Contar es un placer incluye obras de un grupo de cuentistas de más de diez países, nacidos entre los cuarentas y los setentas del pasado siglo, representantes de los estilos más audaces y sugerentes de los últimos tiempos. La muestra reúne, junto a nombres consagrados, a autores igualmente prestigiosos pero quizá menos conocidos por el lector cubano. Esta coralidad permite ofrecer una imagen mucho más rica de la práctica actual del género en Hispanoamérica. Son textos donde "contar" deviene una epifanía, un acto sincero en el que asoman conflictos y sentimientos universales abrazados a otros que se afincan en la existencia de nuestro tiempo.
Realizada de cara al mercado del libro en la isla, en su prólogo, el propio antólogo escribe que "se incluye a un grupo de cuentistas originarios de diecisiete países de Hispanoamérica, nacidos en el lapso de los años cuarentas a los setentas de la pasada centuria, quiere esto indicar, una porción significativa entre quienes representan algunos de los estilos más audaces y sugerentes de los últimos decenios, esos que de manera vaga aunque real solemos ubicar en la posmodernidad, pero no en la de fisonomía conservadora y nihilista, sino en esa otra más inquieta, contestataria y humanista de nuestra otredad regional, tendencia cuyas señas sugieren, sin renunciar a su timbre personalísimo, los textos compilados, obras escritas en el período que se extiende de la década del ochenta a los albores de este siglo XXI".

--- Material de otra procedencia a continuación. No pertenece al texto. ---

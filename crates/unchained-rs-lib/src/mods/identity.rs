use serde::*;

use super::{Mod, Release, Dependency};

/// Identifies a mod regardless of version.
#[derive(Debug, Clone, PartialEq, Eq, Hash, PartialOrd, Ord, Serialize, Deserialize)]
pub struct ModIdentifier {
	pub org: String,
	pub module_name: String,
}

impl ModIdentifier {
	pub fn new(org: impl Into<String>, module_name: impl Into<String>) -> Self {
		Self {
			org: org.into(),
			module_name: module_name.into(),
		}
	}
}

impl std::fmt::Display for ModIdentifier {
	fn fmt(&self, f: &mut std::fmt::Formatter<'_>) -> std::fmt::Result {
		write!(f, "{}/{}", self.org, self.module_name)
	}
}

impl AsRef<ModIdentifier> for ModIdentifier {
	fn as_ref(&self) -> &ModIdentifier {
		self
	}
}

impl From<&Release> for ModIdentifier {
	fn from(release: &Release) -> Self {
		Self::new(release.manifest.organization(), release.manifest.repo_name())
	}
}

impl From<&Mod> for ModIdentifier {
	fn from(m: &Mod) -> Self {
		Self::new(m.latest_manifest.organization(), m.latest_manifest.repo_name())
	}
}

impl From<&Dependency> for ModIdentifier {
	fn from(dependency: &Dependency) -> Self {
		Self::new(dependency.organization(), dependency.repo_name())
	}
}

/// Identifies one specific release of a mod.
#[derive(Debug, Clone, PartialEq, Eq, Hash, PartialOrd, Ord, Serialize, Deserialize)]
pub struct ReleaseCoordinates {
	#[serde(flatten)]
	pub id: ModIdentifier,
	pub version: String,
}

impl ReleaseCoordinates {
	pub fn new(org: impl Into<String>, module_name: impl Into<String>, version: impl Into<String>) -> Self {
		Self {
			id: ModIdentifier::new(org, module_name),
			version: version.into(),
		}
	}

	/// True if these coordinates point at any release of `id`.
	pub fn matches_mod(&self, id: &ModIdentifier) -> bool {
		&self.id == id
	}

	/// True if both the mod and the version are the same.
	pub fn matches(&self, other: &ReleaseCoordinates) -> bool {
		self == other
	}
}

impl std::fmt::Display for ReleaseCoordinates {
	fn fmt(&self, f: &mut std::fmt::Formatter<'_>) -> std::fmt::Result {
		write!(f, "{}@{}", self.id, self.version)
	}
}

impl AsRef<ModIdentifier> for ReleaseCoordinates {
	fn as_ref(&self) -> &ModIdentifier {
		&self.id
	}
}

impl From<&Release> for ReleaseCoordinates {
	fn from(release: &Release) -> Self {
		Self {
			id: ModIdentifier::from(release),
			version: release.tag.clone(),
		}
	}
}
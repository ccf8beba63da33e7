pub mod error;
pub use error::Result;
pub use error::Error;

pub mod config;
pub use config::UnchainedOptions;

pub mod mods;
pub use mods::{ModIdentifier, ReleaseCoordinates, Mod, Release, ModManager};

pub mod pak_dir;
pub use pak_dir::{PakDir, ManagedPak, PakDirError};

pub mod fetcher;
pub use fetcher::{PakFetcher, PakTarget, FetchError};

pub mod hashing;
pub mod progress;
pub mod dialogue;
pub mod launch;
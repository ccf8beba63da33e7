//! File names for installed paks.
//!
//! The game applies paks in reverse lexicographic order of their file names, so load order is
//! encoded as a sortable token at the front of each name.

use std::collections::HashMap;
use std::sync::OnceLock;

use regex::Regex;

use crate::fetcher::PakTarget;

pub const FORCED_SORT_DIVIDER: &str = "__-__";
const TOKEN_PREFIX: char = 'q';

/// Base-26 digits, reversed so index 0 sorts last.
const ALPHABET: &[u8; 26] = b"zyxwvutsrqponmlkjihgfedcba";

/// Digits needed so every index below `count` has the same width.
///
/// Smallest `w` where `26^w >= count`.
pub fn token_width(count: usize) -> usize {
	let mut width = 0;
	let mut capacity = 1usize;
	while capacity < count {
		capacity = capacity.saturating_mul(ALPHABET.len());
		width += 1;
	}
	width
}

/// `i` written with [`ALPHABET`], most significant digit first. Zero is the empty string.
fn rep_using_alphabet(mut i: usize) -> String {
	let mut digits = Vec::new();
	while i > 0 {
		digits.push(ALPHABET[i % ALPHABET.len()] as char);
		i /= ALPHABET.len();
	}
	digits.iter().rev().collect()
}

pub fn ordering_token(index: usize, width: usize) -> String {
	let rep = rep_using_alphabet(index);
	let padding = width.saturating_sub(rep.len());
	let mut token = String::with_capacity(1 + width);
	token.push(TOKEN_PREFIX);
	token.extend(std::iter::repeat(ALPHABET[0] as char).take(padding));
	token.push_str(&rep);
	token
}

/// Removes a previously applied ordering token.
pub fn strip_ordering_token(name: &str) -> &str {
	match name.rfind(FORCED_SORT_DIVIDER) {
		Some(i) => &name[i + FORCED_SORT_DIVIDER.len()..],
		None => name,
	}
}

/// Prefixes each name with an ordering token for its position.
///
/// Sorting the results in reverse reproduces the input order.
pub fn apply_sorted_lexicographically<S: AsRef<str>>(names: &[S]) -> Vec<String> {
	let width = token_width(names.len());
	names.iter().enumerate()
		.map(|(i, name)| format!("{}{}{}", ordering_token(i, width), FORCED_SORT_DIVIDER, strip_ordering_token(name.as_ref())))
		.collect()
}

/// `{module}.pak`, or `{org}_{module}.pak` when another target shares the module name.
pub fn base_pak_names(targets: &[PakTarget]) -> Vec<String> {
	let mut counts = HashMap::<&str, usize>::new();
	for target in targets {
		*counts.entry(target.coordinates.id.module_name.as_str()).or_default() += 1;
	}

	targets.iter()
		.map(|target| {
			let id = &target.coordinates.id;
			if counts.get(id.module_name.as_str()).copied().unwrap_or_default() > 1 {
				format!("{}_{}.pak", id.org, id.module_name)
			} else {
				format!("{}.pak", id.module_name)
			}
		})
		.collect()
}

/// Final file names for an ordered install list.
pub fn install_names(targets: &[PakTarget]) -> Vec<String> {
	apply_sorted_lexicographically(&base_pak_names(targets))
}

fn counter_regex() -> &'static Regex {
	static COUNTER: OnceLock<Regex> = OnceLock::new();
	COUNTER.get_or_init(|| Regex::new(r"\((\s*)(\d+)(\s*)\)").expect("counter regex is valid"))
}

/// Increments every parenthesised counter in `text`, or appends ` (1)` if there is none.
///
/// `"Core (1)"` becomes `"Core (2)"`, `"Core"` becomes `"Core (1)"`.
pub fn textual_successor(text: &str) -> String {
	let re = counter_regex();
	if !re.is_match(text) {
		return format!("{} (1)", text)
	}
	re.replace_all(text, |caps: &regex::Captures| {
		let n: u64 = caps[2].parse().unwrap_or(0);
		format!("({}{}{})", &caps[1], n.saturating_add(1), &caps[3])
	}).into_owned()
}
use std::path::{Path, PathBuf};

use tokio_util::sync::CancellationToken;

use super::{FetchError, PakFetcher, PakTarget};
use crate::progress::ProgressSink;

/// Copies paks out of a local registry laid out as `<root>/<org>/<repo>/<tag>/<pak_file_name>`.
pub struct LocalFilePakFetcher {
	root: PathBuf,
}

impl LocalFilePakFetcher {
	pub fn new(root: PathBuf) -> Self {
		Self { root }
	}

	pub fn source_path(&self, target: &PakTarget) -> PathBuf {
		self.root
			.join(&target.coordinates.id.org)
			.join(&target.coordinates.id.module_name)
			.join(&target.coordinates.version)
			.join(&target.pak_file_name)
	}
}

#[async_trait::async_trait]
impl PakFetcher for LocalFilePakFetcher {
	async fn download_pak(
		&self,
		target: &PakTarget,
		destination: &Path,
		progress: Option<&dyn ProgressSink>,
		cancel: &CancellationToken,
	) -> Result<(), FetchError> {
		let source = self.source_path(target);
		let file = match tokio::fs::File::open(&source).await {
			Ok(f) => f,
			Err(e) if e.kind() == std::io::ErrorKind::NotFound => return Err(FetchError::NotFound(target.coordinates.clone())),
			Err(e) => return Err(e.into()),
		};
		let size = file.metadata().await?.len();

		log::info!("copying {} from {}", target, source.display());
		super::file_writer::write_stream(tokio_util::io::ReaderStream::new(file), Some(size), destination, progress, cancel).await?;
		Ok(())
	}
}
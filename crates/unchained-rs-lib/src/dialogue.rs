//! Questions the core needs a user to answer.

#[derive(Debug, Clone, Copy, PartialEq, Eq)]
pub enum UserChoice {
	Yes,
	No,
	Cancel,
}

#[async_trait::async_trait]
pub trait UserDialogue: Send + Sync {
	async fn ask_yes_no(&self, title: &str, message: &str) -> UserChoice;
	async fn show_message(&self, title: &str, message: &str);
}

/// Answers every question the same way, for unattended runs.
#[derive(Debug, Clone, Copy)]
pub struct AutoAnswer(pub UserChoice);

#[async_trait::async_trait]
impl UserDialogue for AutoAnswer {
	async fn ask_yes_no(&self, title: &str, message: &str) -> UserChoice {
		log::info!("{}: {} -> {:?}", title, message, self.0);
		self.0
	}

	async fn show_message(&self, title: &str, message: &str) {
		log::info!("{}: {}", title, message);
	}
}
//! Download progress reporting.

use std::sync::{Arc, Mutex};

/// Anything that accepts percentage updates.
pub trait ProgressSink: Send + Sync {
	fn report(&self, percentage: f64);
}

/// Remembers the last reported percentage, clamped to `0..=100`.
///
/// Clones share the same value.
#[derive(Debug, Clone, Default)]
pub struct MemoryProgress {
	value: Arc<Mutex<f64>>,
}

impl MemoryProgress {
	pub fn new() -> Self {
		Self::default()
	}

	pub fn percentage(&self) -> f64 {
		self.value.lock().map(|v| *v).unwrap_or_default()
	}
}

impl ProgressSink for MemoryProgress {
	fn report(&self, percentage: f64) {
		if let Ok(mut v) = self.value.lock() {
			*v = if percentage.is_nan() { 0.0 } else { percentage.clamp(0.0, 100.0) };
		}
	}
}

/// Averages every tracked [`MemoryProgress`].
#[derive(Debug, Clone, Default)]
pub struct AccumulatedProgress {
	tracked: Arc<Mutex<Vec<MemoryProgress>>>,
}

impl AccumulatedProgress {
	pub fn new() -> Self {
		Self::default()
	}

	pub fn also_track(&self, progress: MemoryProgress) {
		if let Ok(mut tracked) = self.tracked.lock() {
			tracked.push(progress);
		}
	}

	/// 100 when nothing is tracked.
	pub fn percentage(&self) -> f64 {
		let Ok(tracked) = self.tracked.lock() else { return 100.0 };
		if tracked.is_empty() {
			return 100.0
		}
		tracked.iter().map(MemoryProgress::percentage).sum::<f64>() / tracked.len() as f64
	}
}

#[cfg(test)]
mod test {
	use super::*;

	#[test]
	fn clamps_high() { let p = MemoryProgress::new(); p.report(150.0); assert_eq!(p.percentage(), 100.0) }
	#[test]
	fn clamps_low() { let p = MemoryProgress::new(); p.report(-3.0); assert_eq!(p.percentage(), 0.0) }
	#[test]
	fn empty_accumulation_is_complete() { assert_eq!(AccumulatedProgress::new().percentage(), 100.0) }

	#[test]
	fn averages_tracked() {
		let acc = AccumulatedProgress::new();
		let a = MemoryProgress::new();
		let b = MemoryProgress::new();
		acc.also_track(a.clone());
		acc.also_track(b.clone());
		a.report(100.0);
		b.report(50.0);
		assert_eq!(acc.percentage(), 75.0);
	}
}
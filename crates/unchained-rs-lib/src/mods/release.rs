//! Registry metadata for mods and their releases.

use serde::*;

use super::{ModIdentifier, ReleaseCoordinates};

#[derive(Debug, Clone, PartialEq, Serialize, Deserialize)]
pub struct Mod {
	pub latest_manifest: ModManifest,
	pub releases: Vec<Release>,
}

impl Mod {
	pub fn id(&self) -> ModIdentifier {
		ModIdentifier::from(self)
	}

	/// The release with the highest version, ignoring prereleases and tags which are not versions.
	pub fn latest_release(&self) -> Option<&Release> {
		self.releases.iter()
			.filter_map(|r| r.version().filter(|v| v.pre.is_empty()).map(|v| (v, r)))
			.max_by(|(a, _), (b, _)| a.cmp(b))
			.map(|(_, r)| r)
	}
}

/// A single published version of a mod.
///
/// Equality and hashing only consider the release's coordinates.
#[derive(Debug, Clone, Serialize, Deserialize)]
pub struct Release {
	pub tag: String,
	pub hash: String,
	pub pak_file_name: String,
	pub release_date: chrono::DateTime<chrono::Utc>,
	pub manifest: ModManifest,
}

impl Release {
	pub fn coordinates(&self) -> ReleaseCoordinates {
		ReleaseCoordinates::from(self)
	}

	/// The tag parsed as a semantic version, a leading `v` is allowed.
	pub fn version(&self) -> Option<semver::Version> {
		parse_tag(&self.tag)
	}

	pub fn release_url(&self) -> String {
		format!("{}/releases/{}", self.manifest.repo_url, self.tag)
	}
}

impl PartialEq for Release {
	fn eq(&self, other: &Self) -> bool {
		self.coordinates() == other.coordinates()
	}
}

impl Eq for Release {}

impl std::hash::Hash for Release {
	fn hash<H: std::hash::Hasher>(&self, state: &mut H) {
		self.coordinates().hash(state);
	}
}

impl std::fmt::Display for Release {
	fn fmt(&self, f: &mut std::fmt::Formatter<'_>) -> std::fmt::Result {
		write!(f, "{}", self.coordinates())
	}
}

pub fn parse_tag(tag: &str) -> Option<semver::Version> {
	let tag = tag.strip_prefix(|c: char| c == 'v' || c == 'V').unwrap_or(tag);
	semver::Version::parse(tag).ok()
}

#[derive(Debug, Clone, Copy, PartialEq, Eq, Serialize, Deserialize)]
pub enum ModType {
	Client,
	Server,
	Shared,
}

#[derive(Debug, Clone, Copy, PartialEq, Eq, Serialize, Deserialize)]
pub enum ModTag {
	Mutator,
	Map,
	Cosmetic,
	Audio,
	Model,
	Weapon,
	Doodad,
	Library,
}

/// The last two path segments of a repository url, `(organization, repository)`.
fn repo_url_parts(repo_url: &str) -> (&str, &str) {
	let mut parts = repo_url.trim_end_matches('/').rsplit('/');
	let repo = parts.next().unwrap_or_default();
	let org = parts.next().unwrap_or_default();
	(org, repo)
}

#[derive(Debug, Clone, PartialEq, Eq, Serialize, Deserialize)]
pub struct Dependency {
	pub repo_url: String,
	/// Informational, dependencies always resolve to the latest release.
	pub version: String,
}

impl Dependency {
	pub fn organization(&self) -> &str {
		repo_url_parts(&self.repo_url).0
	}
	pub fn repo_name(&self) -> &str {
		repo_url_parts(&self.repo_url).1
	}
	pub fn id(&self) -> ModIdentifier {
		ModIdentifier::from(self)
	}
}

#[derive(Debug, Clone, PartialEq, Eq, Serialize, Deserialize)]
pub struct OptionFlags {
	pub actor_mod: bool,
}

#[derive(Debug, Clone, PartialEq, Eq, Serialize, Deserialize)]
pub struct ModManifest {
	pub repo_url: String,
	pub name: String,
	pub description: String,
	#[serde(default)]
	pub home_page: Option<String>,
	#[serde(default)]
	pub image_url: Option<String>,
	pub mod_type: ModType,
	pub authors: Vec<String>,
	pub dependencies: Vec<Dependency>,
	pub tags: Vec<ModTag>,
	pub maps: Vec<String>,
	pub options: OptionFlags,
}

impl ModManifest {
	pub fn organization(&self) -> &str {
		repo_url_parts(&self.repo_url).0
	}
	pub fn repo_name(&self) -> &str {
		repo_url_parts(&self.repo_url).1
	}
}

#[cfg(test)]
pub(crate) mod fixtures {
	use super::*;

	pub fn manifest(org: &str, module: &str, dependencies: &[(&str, &str)]) -> ModManifest {
		ModManifest {
			repo_url: format!("https://github.com/{}/{}", org, module),
			name: module.to_string(),
			description: String::new(),
			home_page: None,
			image_url: None,
			mod_type: ModType::Shared,
			authors: vec![],
			dependencies: dependencies.iter().map(|(o, m)| Dependency {
				repo_url: format!("https://github.com/{}/{}", o, m),
				version: "*".to_string(),
			}).collect(),
			tags: vec![],
			maps: vec![],
			options: OptionFlags { actor_mod: false },
		}
	}

	pub fn release(org: &str, module: &str, tag: &str, dependencies: &[(&str, &str)]) -> Release {
		Release {
			tag: tag.to_string(),
			hash: String::new(),
			pak_file_name: format!("{}.pak", module),
			release_date: chrono::DateTime::<chrono::Utc>::default(),
			manifest: manifest(org, module, dependencies),
		}
	}

	pub fn single(org: &str, module: &str, tag: &str, dependencies: &[(&str, &str)]) -> Mod {
		let release = release(org, module, tag, dependencies);
		Mod { latest_manifest: release.manifest.clone(), releases: vec![release] }
	}
}

#[cfg(test)]
mod test {
	use super::*;
	use super::fixtures::*;

	#[test]
	fn parse_tag_with_v() { assert_eq!(parse_tag("v1.2.3"), Some(semver::Version::new(1, 2, 3))) }
	#[test]
	fn parse_tag_without_v() { assert_eq!(parse_tag("1.2.3"), Some(semver::Version::new(1, 2, 3))) }
	#[test]
	fn parse_tag_garbage() { assert_eq!(parse_tag("latest"), None) }
	#[test]
	fn org_from_repo_url() { assert_eq!(manifest("Chiv2-Community", "Unchained-Mods", &[]).organization(), "Chiv2-Community") }
	#[test]
	fn repo_from_trailing_slash_url() { assert_eq!(repo_url_parts("https://github.com/OrgX/Core/"), ("OrgX", "Core")) }

	#[test]
	fn latest_release_skips_prereleases() {
		let mut m = single("OrgX", "Core", "v1.0.0", &[]);
		m.releases.push(release("OrgX", "Core", "v1.2.0", &[]));
		m.releases.push(release("OrgX", "Core", "v2.0.0-beta.1", &[]));
		m.releases.push(release("OrgX", "Core", "nightly", &[]));
		assert_eq!(m.latest_release().map(|r| r.tag.as_str()), Some("v1.2.0"));
	}

	#[test]
	fn release_equality_uses_coordinates() {
		let a = release("OrgX", "Core", "v1.0.0", &[]);
		let mut b = a.clone();
		b.hash = "abc".to_string();
		assert_eq!(a, b);
	}

	#[test]
	fn deserialize_registry_json() {
		let json = r#"{
			"tag": "v1.0.0",
			"hash": "abc",
			"pak_file_name": "Core.pak",
			"release_date": "2024-01-01T00:00:00Z",
			"manifest": {
				"repo_url": "https://github.com/OrgX/Core",
				"name": "Core",
				"description": "core things",
				"mod_type": "Shared",
				"authors": ["someone"],
				"dependencies": [{ "repo_url": "https://github.com/OrgY/Lib", "version": "1.0.0" }],
				"tags": ["Library"],
				"maps": [],
				"options": { "actor_mod": true }
			}
		}"#;
		let release: Release = serde_json::from_str(json).unwrap();
		assert_eq!(release.coordinates(), ReleaseCoordinates::new("OrgX", "Core", "v1.0.0"));
		assert_eq!(release.manifest.dependencies[0].id(), ModIdentifier::new("OrgY", "Lib"));
	}
}
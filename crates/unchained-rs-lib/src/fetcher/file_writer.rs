//! Streams content into a file while reporting progress.

use std::path::Path;

use futures::{Stream, StreamExt};
use tokio::io::AsyncWriteExt;
use tokio_util::sync::CancellationToken;

use super::FetchError;
use crate::progress::ProgressSink;

/// Copies `stream` into a new file at `destination`.
///
/// # Parameters
/// - `size` - Total expected bytes, progress is only reported when known.
/// - `cancel` - Checked between chunks.
///
/// # Errors
/// The partially written file is deleted before returning any error.
///
/// # Returns
/// The number of bytes written.
pub async fn write_stream<S, B, E>(
	stream: S,
	size: Option<u64>,
	destination: &Path,
	progress: Option<&dyn ProgressSink>,
	cancel: &CancellationToken,
) -> Result<u64, FetchError>
where
	S: Stream<Item = Result<B, E>>,
	B: AsRef<[u8]>,
	FetchError: From<E>,
{
	futures::pin_mut!(stream);
	let mut file = tokio::fs::File::create(destination).await?;

	let result = async {
		let mut written = 0u64;
		loop {
			let chunk = tokio::select! {
				_ = cancel.cancelled() => return Err(FetchError::Cancelled),
				chunk = stream.next() => chunk,
			};
			let Some(chunk) = chunk else { break };
			let chunk = chunk?;
			file.write_all(chunk.as_ref()).await?;
			written += chunk.as_ref().len() as u64;

			if let (Some(progress), Some(size)) = (progress, size.filter(|s| *s > 0)) {
				progress.report(written as f64 / size as f64 * 100.0);
			}
		}
		file.flush().await?;
		Ok::<_, FetchError>(written)
	}.await;

	match result {
		Ok(written) => {
			if let Some(progress) = progress {
				progress.report(100.0);
			}
			log::trace!("wrote {} bytes to {}", written, destination.display());
			Ok(written)
		},
		Err(e) => {
			drop(file);
			if let Err(remove) = tokio::fs::remove_file(destination).await {
				log::warn!("failed to clean up partial file {}: {}", destination.display(), remove);
			}
			Err(e)
		},
	}
}
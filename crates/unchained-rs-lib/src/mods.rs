//! Mods, their releases and which of them are enabled.

pub mod identity;
pub use identity::{ModIdentifier, ReleaseCoordinates};

pub mod release;
pub use release::{Mod, Release, ModManifest, Dependency, ModType, ModTag, OptionFlags};

pub mod catalog;
pub use catalog::ModCatalog;

pub mod registry;
pub mod dependency_resolver;

pub mod manager;
pub use manager::{ModManager, ModEvent, UpdateCandidate};
//! Library error type.

pub type Result<T> = std::result::Result<T, Error>;

use thiserror::Error;

#[derive(Debug, Error)]
pub enum Error {
	#[error("IO error: {0}")]
	IO(#[from] std::io::Error),
	#[error("JSON error: {0}")]
	SerdeJSON(#[from] serde_json::Error),
	#[error("pak directory error: {0}")]
	PakDir(#[from] crate::pak_dir::PakDirError),
	#[error("fetch failed: {0}")]
	Fetch(#[from] crate::fetcher::FetchError),
	#[error("hashing failed: {0}")]
	Hash(#[from] crate::hashing::HashFailure),
	#[error("registry error: {0}")]
	Registry(#[from] crate::mods::registry::RegistryError),
}
use std::collections::HashMap;

/// Template processor for resolving $VARIABLE format variables
pub struct Tpl {
    variables: HashMap<String, String>,
}

impl Tpl {
    pub fn new() -> Self {
        Self {
            variables: HashMap::new(),
        }
    }

    /// Register a variable with its value
    pub fn register<K: Into<String>, V: Into<String>>(&mut self, key: K, value: V) {
        self.variables.insert(key.into(), value.into());
    }

    /// Parse a string and resolve all $VARIABLE references
    pub fn parse(&self, input: &str) -> String {
        // longest keys first so `$NAME` cannot eat the head of `$NAMESPACE`
        let mut keys: Vec<&String> = self.variables.keys().collect();
        keys.sort_by(|a, b| b.len().cmp(&a.len()).then_with(|| a.cmp(b)));

        let mut result = input.to_string();
        for key in keys {
            let pattern = format!("${}", key);
            result = result.replace(&pattern, &self.variables[key]);
        }

        result
    }
}

#[cfg(test)]
mod tests {
    use super::*;

    #[test]
    fn test_archive_name() {
        let mut tpl = Tpl::new();
        tpl.register("PRODUCT", "ukg-schedule-sync");
        tpl.register("VERSION", "1.2.3");

        let result = tpl.parse("$PRODUCT_v$VERSION.zip");
        assert_eq!(result, "ukg-schedule-sync_v1.2.3.zip");
    }

    #[test]
    fn test_multiple_occurrences() {
        let mut tpl = Tpl::new();
        tpl.register("NAME", "test");

        let result = tpl.parse("$NAME-$NAME");
        assert_eq!(result, "test-test");
    }

    #[test]
    fn test_prefix_keys() {
        let mut tpl = Tpl::new();
        tpl.register("V", "short");
        tpl.register("VERSION", "2.0.0");

        assert_eq!(tpl.parse("$VERSION/$V"), "2.0.0/short");
    }

    #[test]
    fn test_unknown_variable_is_kept() {
        let tpl = Tpl::new();
        assert_eq!(tpl.parse("$UNKNOWN.zip"), "$UNKNOWN.zip");
    }
}
use crate::error::Error;
use crate::result::Result;
use std::path::{Component, Path, PathBuf};

/// Find the project root in the current directory or specified path
///
/// `path` may point at the metadata document itself or at the directory
/// containing it.
pub fn find_project_root(path: Option<&Path>, metadata_file: &str) -> Result<PathBuf> {
    let base_path = match path {
        Some(path) => path.to_path_buf(),
        None => std::env::current_dir()?,
    };

    let root = if base_path.is_file() && base_path.file_name().is_some_and(|n| n == metadata_file) {
        base_path
            .parent()
            .map(Path::to_path_buf)
            .unwrap_or_else(|| PathBuf::from("."))
    } else {
        base_path
    };

    let metadata_path = root.join(metadata_file);
    if !metadata_path.is_file() {
        return Err(Error::Metadata(format!(
            "{} not found",
            metadata_path.display()
        )));
    }

    Ok(root)
}

/// Archive entry name for `path`, relative to `root`, using `/` separators
pub fn entry_name(root: &Path, path: &Path) -> Result<String> {
    let relative = path.strip_prefix(root).map_err(|_| {
        Error::custom(format!(
            "{} is outside of {}",
            path.display(),
            root.display()
        ))
    })?;

    let mut parts = Vec::new();
    for component in relative.components() {
        match component {
            Component::Normal(part) => {
                let part = part.to_str().ok_or_else(|| {
                    Error::custom(format!("Non UTF-8 path: {}", path.display()))
                })?;
                parts.push(part);
            }
            Component::CurDir => {}
            _ => {
                return Err(Error::custom(format!(
                    "Unsupported path component in {}",
                    relative.display()
                )));
            }
        }
    }

    if parts.is_empty() {
        return Err(Error::custom(format!("Empty entry name for {}", path.display())));
    }

    Ok(parts.join("/"))
}
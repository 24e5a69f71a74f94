use std::path::PathBuf;

/// Context passed throughout the application containing run-wide settings
#[derive(Clone)]
pub struct Context {
    /// Enable verbose output (report resolved paths)
    pub verbose: bool,

    /// Project root: holds package.json, the include set and the output archive
    pub base_dir: PathBuf,
}

impl Context {
    pub fn new(base_dir: PathBuf, verbose: bool) -> Self {
        Self { verbose, base_dir }
    }
}
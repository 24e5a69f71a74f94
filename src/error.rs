use thiserror::Error;

#[derive(Error, Debug)]
pub enum Error {
    #[error("{0}")]
    Custom(String),

    #[error("Metadata error: {0}")]
    Metadata(String),

    #[error("Include path not found: {0}")]
    MissingInclude(String),

    #[error("I/O error: {0}")]
    Io(#[from] std::io::Error),

    #[error("Zip error: {0}")]
    Zip(#[from] zip::result::ZipError),

    #[error("Walk error: {0}")]
    Walk(#[from] walkdir::Error),
}

impl Error {
    pub fn custom<T: Into<String>>(msg: T) -> Self {
        Error::Custom(msg.into())
    }
}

"Pero semejante integración no podía circunscribirse a unos cuantos nombres ya consagrados en la historia de la literatura contemporánea. Muy por el contrarío, para exponer con rigor la magnitud cualitativa y expansiva de los estilos posmodernos simbolizados en este encuentro, era obligado ensanchar el espectro de los seleccionados, ofrecer a los lectores de nuestro país y a los jóvenes, en particular, un paisaje algo más heterogéneo y complejo de este proceso literario, insinuar cómo sus hallazgos estéticos no culminan en aquellos creadores más familiares a los cubanos (los cuales, desde luego, tampoco aquí podían faltar) como Isabel Allende, Mempo Giardinelli, Luis Britto García, Laura Antillano, Marilyn Bobes, Ana Lydia Vega, Raúl Pérez Torres, Eliécer Cárdenas, Raúl Vallejo Corral, Dante Castro Arrasco y Mayra Santos-Febres, sino que se multiplican con similar brillantez en los enfoques y tesituras de otros autores con análogo o cercano renombre internacional pero que son quizá solo conocidos a medias por nosotros o aún totalmente desconocidos, nos referimos, por ejemplo, a escritores de la clase de Fernando Ampuero, José Napoleón Oropeza, Liliana Heker, Roberto Solano, Marco Tulio Aguilera Garramuño, Cecilia Abzats, Rosa Beltrán, Roberto Burgos Cantor, Hugo Burel, Edmundo Paz Soldán, Alberto Fuguet, Cristina Civale, Giovanna Benedetti, Ana MaríaJaramillo, Rodrigo Rey Sosa, Sergio Gómez, Dante Barrientes Tecún, Carlos Verdúguez, Marco García Falcón y tantos otros, entre los que no faltan algunos cuyas carreras son todavía jóvenes pero de resultados cualitativos impresionantes".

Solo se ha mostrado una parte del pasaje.